Yes, in XHTML5, as opposed to HTML5, the content model for p elements has been modified to allow structured inline-level elements. However, it's not allowed in HTML5 because of backwards compatibility constraints. The problem is that the end tag for the p element will be implied by the presence of those elements, so it's technically impossible to do, except through DOM manipulation.

The term structured inline-level elements just refers to elements that a usually thought of as being block level, but may be used in inline-level contexts.

Because XHTML isn't constrained by the same compatibility constraints as HTML, this now allows structures like the following:

<p>Lorem ipsum dolor sit amet, consectetuer adipiscing elit.

  <table>
    <tr>
      <th>Cras est neque</th>
      <th>Posuere id, lacinia eu</th>
    </tr>
    <tr>
      <td>Morbi eu neque.</td>
      <td>Vivamus malesuada arcu </td>
    </tr>
    <tr>
      <td>luctus et ultrices</td>
      <td>posuere cubilia</td>
    </tr>
  </table>     

  Nam id odio vitae enim tempor tincidunt. Sed orci. Nulla facilisi.</p>

All of those elements listed are defined to be allowed where strcutred inline-level content is allowed. This is a change from HTML 4.01 and XHTML 1.0, and is similar to model proposed in XHTML 2.0. -- Lachlan Hunt 13:39, 5 December 2006 (UTC)

table cannot have tr child?

Do you really mean the following:

In XHTML, table elements may contain child tr elements. In the HTML serialisation, due to backwards compatibility constraints, this is not possible (though it may be done through DOM manipulation).

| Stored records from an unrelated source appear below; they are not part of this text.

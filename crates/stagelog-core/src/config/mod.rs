//! Configuration system for stagelog

pub mod defaults;
mod loader;
mod types;
pub mod validation;

pub use defaults::*;
pub use loader::*;
pub use types::*;
pub use validation::*;
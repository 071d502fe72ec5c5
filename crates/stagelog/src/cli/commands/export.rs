//! Export command

use std::path::{Path, PathBuf};

use clap::Args;
use tracing::info;

use stagelog_changelog::{ChangelogExporter, ExportOptions, ExportReport};

use crate::cli::output::{self, path_style};
use crate::cli::{resolve_directory, Cli, OutputFormat};

/// Export release notes and the release index as AsciiDoc
#[derive(Debug, Args)]
pub struct ExportCommand {
    /// Changelog root directory
    #[arg(long, value_name = "DIR")]
    pub changelog_directory: Option<PathBuf>,

    /// Directory the AsciiDoc files are written to
    #[arg(short, long, value_name = "DIR")]
    pub output_directory: Option<PathBuf>,
}

impl ExportCommand {
    /// Execute the export command
    pub fn execute(&self, cli: &Cli) -> anyhow::Result<()> {
        let cwd = std::env::current_dir()?;
        let options = self.options(cli, &cwd)?;
        info!(
            changelog_directory = %options.changelog_directory.display(),
            output_directory = %options.output_directory.display(),
            "executing export command"
        );

        let report = ChangelogExporter::new(options).export()?;

        match cli.format {
            OutputFormat::Json => println!("{}", serde_json::to_string_pretty(&report)?),
            OutputFormat::Text if !cli.quiet => print_summary(&report),
            OutputFormat::Text => {}
        }
        Ok(())
    }

    fn options(&self, cli: &Cli, cwd: &Path) -> anyhow::Result<ExportOptions> {
        let config = cli.load_config(cwd)?;
        let changelog_directory = resolve_directory(
            cwd,
            self.changelog_directory.as_deref(),
            &config.changelog.directory,
        );
        let output_directory = resolve_directory(
            cwd,
            self.output_directory.as_deref(),
            &config.export.output_directory,
        );
        Ok(ExportOptions::new(changelog_directory, output_directory)
            .with_license_header(config.export.effective_license_header()))
    }
}

/// One-line description of the exported release directories, `None` when there are none
fn release_summary(release_directories: &[PathBuf]) -> Option<String> {
    match release_directories {
        [] => None,
        [single] => Some(format!(
            "exported a single release directory: `{}`",
            single.display()
        )),
        [.., last] => Some(format!(
            "exported {} release directories: ..., `{}`",
            release_directories.len(),
            last.display()
        )),
    }
}

fn print_summary(report: &ExportReport) {
    if let Some(summary) = release_summary(&report.release_directories) {
        output::success(&summary);
    }
    for directory in &report.upcoming_directories {
        output::success(&format!(
            "exported upcoming release directory: {}",
            path_style().apply_to(directory.display())
        ));
    }
    if let Some(index_file) = report.index_file() {
        output::info(&format!(
            "wrote release index to {}",
            path_style().apply_to(index_file.display())
        ));
    }
}
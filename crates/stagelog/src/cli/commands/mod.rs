//! CLI commands

mod completions;
mod export;
mod init;
mod release;

pub use completions::CompletionsCommand;
pub use export::ExportCommand;
pub use init::InitCommand;
pub use release::ReleaseCommand;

So, in HTML, is this not possible?


<table>
    <tr>
        <td></td>
        <td></td>
    </tr>
</table>

- Note that tagelement. The HTML 4.01 DTD specifies that the TABLE element can only contain CAPTION, COL, COLGROUP, THEAD TFOOT and TBODY. However, both start and end tags of TBODY are optional, so your TRs are actually not children of TABLE, but children of an "invisible" TBODY element:
<table>
    <tbody><!-- this line is optional in HTML -->
        <tr>
            <td></td>
            <td></td>
        </tr>
    </tbody><!-- this line is optional in HTML -->
</table>
You can verify this in Firebug or DOM Inspector. --ThomasR 04:34, 23 March 2009 (UTC)

Harmony

Hi,

Was just wondering whether the page could be structured such that differences were categorized in such a way to allow HTML authors to know how to craft documents in such a way as to be compatible with XHTML (e.g., properly nesting), and XHTML authors to know how to craft documents to be maximally compatible with HTML (e.g., don't use CDATA sections)? I would think this could be done non-redundantly, such as by grouping those belonging to the same category together, or at least color-coding such entries. Maybe a special column could be added for such compatibility guidelines (but again, distinguishing the directionality of the compatibility)?

Also, are the items following the table in the "Syntax and Parsing" supposed to be integrated into the table or what?

Brettz9 02:56, 18 March 2010 (UTC)